Only five of the nine ASEAN states (excluding Myanmar) supported the U.N. arms embargo in 2021. But abiding by it, even for countries with presumably the best enforcement and monitoring systems, has proven challenging. 

In May, over 130 Singapore-based companies were identified in a U.N. report as being involved in the flow of arms and related supplies to Myanmar’s military, allegedly shipping $254 million of supplies between February 2021 and December 2022—an amount not far behind the flow from Russia and China. 

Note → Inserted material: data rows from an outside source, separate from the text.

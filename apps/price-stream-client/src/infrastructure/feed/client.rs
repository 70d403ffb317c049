//! Price Feed Facade
//!
//! The consumer-facing API. A `PriceFeed` spawns one `FeedSession` and is
//! cheap to clone; every clone talks to the same session. Consumers declare
//! interest through `PriceSubscription`s, which are reference counted per
//! symbol in a shared `InterestRegistry`, so one consumer leaving never
//! unsubscribes a symbol another consumer still wants.
//!
//! Nothing here returns errors: connection problems show up in
//! `FeedStatus`, and stale data is recognizable from its timestamps.
//!
//! # Example
//!
//! ```rust,no_run
//! use price_stream_client::{ClientConfig, PriceFeed};
//!
//! # async fn example() {
//! let feed = PriceFeed::new(&ClientConfig::new("wss://feed.example.com/ws"));
//!
//! let mut prices = feed.use_desired(["005930", "000660"], true);
//! while prices.changed().await {
//!     let view = prices.view();
//!     println!("{} records, state {}", view.records.len(), view.connection_status.state);
//! }
//! # }
//! ```

use std::collections::HashMap;
use std::sync::Arc;
use std::sync::atomic::{AtomicU64, Ordering};

use chrono::{DateTime, Utc};
use parking_lot::Mutex;
use tokio::sync::{mpsc, watch};
use tokio::task::JoinHandle;
use tokio_util::sync::CancellationToken;

use crate::application::ports::FeedConnector;
use crate::domain::connection::FeedStatus;
use crate::domain::price::{PriceRecord, PriceSnapshot};
use crate::domain::subscription::{
    ConsumerId, InterestRegistry, SubscriptionChanges, SubscriptionStats, Symbol, sorted,
};
use crate::infrastructure::config::ClientConfig;

use super::session::{FeedSession, SessionCommand, SessionConfig};
use super::websocket::WebSocketConnector;

// =============================================================================
// Price Feed
// =============================================================================

/// Handle to a running feed session.
#[derive(Clone)]
pub struct PriceFeed {
    inner: Arc<FeedInner>,
}

struct FeedInner {
    commands: mpsc::UnboundedSender<SessionCommand>,
    status: watch::Receiver<FeedStatus>,
    snapshots: watch::Receiver<PriceSnapshot>,
    registry: Mutex<InterestRegistry>,
    next_consumer: AtomicU64,
    cancel: CancellationToken,
    task: Mutex<Option<JoinHandle<()>>>,
}

impl PriceFeed {
    /// Spawn a session over WebSocket using the client configuration.
    ///
    /// Must be called from within a tokio runtime.
    #[must_use]
    pub fn new(config: &ClientConfig) -> Self {
        let connector = WebSocketConnector::new(config.websocket.connect_timeout);
        Self::spawn(SessionConfig::from_client_config(config), connector)
    }

    /// Spawn a session with a custom connector.
    #[must_use]
    pub fn spawn<C: FeedConnector>(config: SessionConfig, connector: C) -> Self {
        Self::spawn_with_cancel(config, connector, CancellationToken::new())
    }

    /// Spawn a session that also stops when `cancel` fires.
    #[must_use]
    pub fn spawn_with_cancel<C: FeedConnector>(
        config: SessionConfig,
        connector: C,
        cancel: CancellationToken,
    ) -> Self {
        let (session, handle) = FeedSession::new(config, Arc::new(connector), cancel.clone());
        let task = tokio::spawn(session.run());

        Self {
            inner: Arc::new(FeedInner {
                commands: handle.commands,
                status: handle.status,
                snapshots: handle.snapshots,
                registry: Mutex::new(InterestRegistry::default()),
                next_consumer: AtomicU64::new(1),
                cancel,
                task: Mutex::new(Some(task)),
            }),
        }
    }

    /// Current immutable view of the whole price table.
    #[must_use]
    pub fn snapshot(&self) -> PriceSnapshot {
        self.inner.snapshots.borrow().clone()
    }

    /// Current connection status.
    #[must_use]
    pub fn status(&self) -> FeedStatus {
        self.inner.status.borrow().clone()
    }

    /// Receiver notified on every status change.
    #[must_use]
    pub fn status_receiver(&self) -> watch::Receiver<FeedStatus> {
        self.inner.status.clone()
    }

    /// Receiver notified once per applied batch.
    #[must_use]
    pub fn snapshot_receiver(&self) -> watch::Receiver<PriceSnapshot> {
        self.inner.snapshots.clone()
    }

    /// Register a consumer interested in `symbols`.
    ///
    /// With `auto_subscribe` the interest is declared immediately; otherwise
    /// the subscription stays passive until `subscribe()` is called.
    #[must_use]
    pub fn use_desired<I, S>(&self, symbols: I, auto_subscribe: bool) -> PriceSubscription
    where
        I: IntoIterator<Item = S>,
        S: Into<Symbol>,
    {
        let consumer = self.inner.next_consumer.fetch_add(1, Ordering::Relaxed);
        let mut subscription = PriceSubscription {
            feed: Arc::clone(&self.inner),
            consumer,
            symbols: dedup(symbols),
            subscribed: false,
            snapshots: self.inner.snapshots.clone(),
            status: self.inner.status.clone(),
        };
        if auto_subscribe {
            subscription.subscribe();
        }
        subscription
    }

    /// Open the connection (no-op while already connecting or connected).
    pub fn connect(&self) {
        self.inner.send(SessionCommand::Connect);
    }

    /// Retry after the session gave up; resets the attempt budget.
    pub fn retry(&self) {
        self.connect();
    }

    /// Close the connection and stay disconnected until `connect()`.
    pub fn disconnect(&self, reason: impl Into<String>) {
        self.inner.send(SessionCommand::Disconnect {
            reason: reason.into(),
        });
    }

    /// Drop retained records for `symbols` from the price table.
    pub fn forget<I, S>(&self, symbols: I)
    where
        I: IntoIterator<Item = S>,
        S: Into<Symbol>,
    {
        self.inner.send(SessionCommand::Forget(dedup(symbols)));
    }

    /// Union of every consumer's declared symbols, sorted.
    #[must_use]
    pub fn desired_symbols(&self) -> Vec<Symbol> {
        sorted(&self.inner.registry.lock().desired())
    }

    /// Consumer and symbol counts.
    #[must_use]
    pub fn stats(&self) -> SubscriptionStats {
        self.inner.registry.lock().stats()
    }

    /// Stop the session and wait for it to finish.
    pub async fn shutdown(&self) {
        self.inner.cancel.cancel();
        let task = self.inner.task.lock().take();
        if let Some(task) = task
            && let Err(e) = task.await
        {
            tracing::error!(error = %e, "Feed session task failed");
        }
    }
}

impl std::fmt::Debug for PriceFeed {
    fn fmt(&self, f: &mut std::fmt::Formatter<'_>) -> std::fmt::Result {
        f.debug_struct("PriceFeed")
            .field("status", &*self.inner.status.borrow())
            .field("stats", &self.stats())
            .finish_non_exhaustive()
    }
}

impl FeedInner {
    fn send(&self, command: SessionCommand) {
        if self.commands.send(command).is_err() {
            tracing::debug!("Feed session is gone, command dropped");
        }
    }

    /// Apply an interest change and forward the new union if it changed.
    ///
    /// The lock is held while sending so unions reach the session in the
    /// order they were computed.
    fn update_interest(&self, change: impl FnOnce(&mut InterestRegistry) -> SubscriptionChanges) {
        let mut registry = self.registry.lock();
        if change(&mut registry).is_empty() {
            return;
        }
        self.send(SessionCommand::SetDesired(sorted(&registry.desired())));
    }
}

// =============================================================================
// Price Subscription
// =============================================================================

/// What one consumer sees.
#[derive(Debug, Clone)]
pub struct PriceView {
    /// Records for the consumer's symbols that have been seen so far.
    pub records: HashMap<Symbol, PriceRecord>,
    /// Connection status.
    pub connection_status: FeedStatus,
    /// When the price table last changed.
    pub last_updated_at: Option<DateTime<Utc>>,
}

/// One consumer's interest in a set of symbols.
///
/// Dropping the subscription releases its interest.
pub struct PriceSubscription {
    feed: Arc<FeedInner>,
    consumer: ConsumerId,
    symbols: Vec<Symbol>,
    subscribed: bool,
    snapshots: watch::Receiver<PriceSnapshot>,
    status: watch::Receiver<FeedStatus>,
}

impl PriceSubscription {
    /// Current records, status and freshness for this consumer's symbols.
    #[must_use]
    pub fn view(&self) -> PriceView {
        let snapshot = self.snapshots.borrow().clone();
        PriceView {
            records: snapshot.select(&self.symbols),
            connection_status: self.status.borrow().clone(),
            last_updated_at: snapshot.last_updated_at(),
        }
    }

    /// Declared symbols.
    #[must_use]
    pub fn symbols(&self) -> &[Symbol] {
        &self.symbols
    }

    /// Whether interest is currently declared.
    #[must_use]
    pub const fn is_subscribed(&self) -> bool {
        self.subscribed
    }

    /// Replace the declared symbols.
    pub fn set_symbols<I, S>(&mut self, symbols: I)
    where
        I: IntoIterator<Item = S>,
        S: Into<Symbol>,
    {
        self.symbols = dedup(symbols);
        if self.subscribed {
            let (consumer, symbols) = (self.consumer, &self.symbols);
            self.feed
                .update_interest(|registry| registry.replace(consumer, symbols));
        }
    }

    /// Declare interest in the current symbols.
    pub fn subscribe(&mut self) {
        self.subscribed = true;
        let (consumer, symbols) = (self.consumer, &self.symbols);
        self.feed
            .update_interest(|registry| registry.replace(consumer, symbols));
    }

    /// Withdraw interest without dropping the subscription.
    pub fn unsubscribe(&mut self) {
        self.subscribed = false;
        let consumer = self.consumer;
        self.feed
            .update_interest(|registry| registry.remove_consumer(consumer));
    }

    /// Force an unsubscribe/resubscribe cycle for this consumer's symbols
    /// on the live connection.
    pub fn refetch(&self) {
        if self.subscribed {
            self.feed.send(SessionCommand::Refetch(self.symbols.clone()));
        }
    }

    /// Wait until prices or status change.
    ///
    /// Returns `false` once the session has stopped.
    pub async fn changed(&mut self) -> bool {
        tokio::select! {
            result = self.snapshots.changed() => result.is_ok(),
            result = self.status.changed() => result.is_ok(),
        }
    }
}

impl Drop for PriceSubscription {
    fn drop(&mut self) {
        let consumer = self.consumer;
        self.feed
            .update_interest(|registry| registry.remove_consumer(consumer));
    }
}

impl std::fmt::Debug for PriceSubscription {
    fn fmt(&self, f: &mut std::fmt::Formatter<'_>) -> std::fmt::Result {
        f.debug_struct("PriceSubscription")
            .field("consumer", &self.consumer)
            .field("symbols", &self.symbols)
            .field("subscribed", &self.subscribed)
            .finish_non_exhaustive()
    }
}

/// Collect symbols, keeping the first occurrence of each.
fn dedup<I, S>(symbols: I) -> Vec<Symbol>
where
    I: IntoIterator<Item = S>,
    S: Into<Symbol>,
{
    let mut out: Vec<Symbol> = Vec::new();
    for symbol in symbols.into_iter().map(Into::into) {
        if !out.contains(&symbol) {
            out.push(symbol);
        }
    }
    out
}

“Arms dealers operating out of Singapore are critical to the continued operation of the Myanmar military’s deadly weapons factories,” Thomas Andrews, the special rapporteur on the situation of human rights in Myanmar, said when the report was published. He added that the Myanmar junta and its arms dealers “have figured out how to game the system,” setting up shell companies to circumvent sanctions.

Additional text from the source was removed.